── Material for this exercise ──

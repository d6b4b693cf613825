mod emergency;

use std::sync::Arc;

use axum::{
    http::{header, HeaderName, Method, StatusCode},
    response::IntoResponse,
    routing::{get, post},
    Json, Router,
};
use serde::Serialize;
use tower::ServiceBuilder;
use tower_http::{cors::CorsLayer, trace::TraceLayer};

use crate::finder::HospitalFinder;
use crate::middleware::{request_id, REQUEST_ID_HEADER};

#[derive(Clone)]
pub struct AppState {
    pub finder: Arc<HospitalFinder>,
}

/// Error body shared by every failing route: `{"error": "..."}`.
#[derive(Debug, Serialize)]
pub struct ErrorBody {
    pub error: String,
}

#[derive(Debug)]
pub struct ApiError {
    status: StatusCode,
    message: String,
}

#[derive(Debug, Serialize, PartialEq, Eq)]
struct HealthData {
    status: &'static str,
}

impl ApiError {
    pub fn bad_request(message: impl Into<String>) -> Self {
        Self {
            status: StatusCode::BAD_REQUEST,
            message: message.into(),
        }
    }

    pub fn internal(message: impl Into<String>) -> Self {
        Self {
            status: StatusCode::INTERNAL_SERVER_ERROR,
            message: message.into(),
        }
    }
}

impl IntoResponse for ApiError {
    fn into_response(self) -> axum::response::Response {
        (
            self.status,
            Json(ErrorBody {
                error: self.message,
            }),
        )
            .into_response()
    }
}

fn build_cors() -> CorsLayer {
    CorsLayer::new()
        .allow_origin(tower_http::cors::Any)
        .allow_methods([Method::GET, Method::POST])
        .allow_headers([
            header::CONTENT_TYPE,
            HeaderName::from_static(REQUEST_ID_HEADER),
        ])
}

pub fn build_app(state: AppState) -> Router {
    Router::new()
        .route("/api/health", get(health))
        .route(
            "/api/emergency/nearby-hospitals",
            post(emergency::nearby_hospitals),
        )
        .layer(
            ServiceBuilder::new()
                .layer(TraceLayer::new_for_http())
                .layer(build_cors())
                .layer(axum::middleware::from_fn(request_id)),
        )
        .with_state(state)
}

async fn health() -> impl IntoResponse {
    (StatusCode::OK, Json(HealthData { status: "ok" }))
}

#[cfg(test)]
#[path = "api_test.rs"]
mod tests;
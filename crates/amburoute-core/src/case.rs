use chrono::{DateTime, Utc};

/// New emergency case id: `EMG-<unix millis>-<0..999>`.
#[must_use]
pub fn new_case_id() -> String {
    format_case_id(Utc::now(), rand::random_range(0..1000))
}

fn format_case_id(at: DateTime<Utc>, suffix: u16) -> String {
    format!("EMG-{}-{suffix}", at.timestamp_millis())
}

───

◆ **How to complete this task**: From the records above, retype only the lines starting at the line that contains "use serde::Serialize;" and ending at the line that contains "Error body shared", both included.

◆ **Response**:
use serde::Serialize;
use tower::ServiceBuilder;
use tower_http::{cors::CorsLayer, trace::TraceLayer};

use crate::finder::HospitalFinder;
use crate::middleware::{request_id, REQUEST_ID_HEADER};

#[derive(Clone)]
pub struct AppState {
    pub finder: Arc<HospitalFinder>,
}

/// Error body shared by every failing route: `{"error": "..."}`.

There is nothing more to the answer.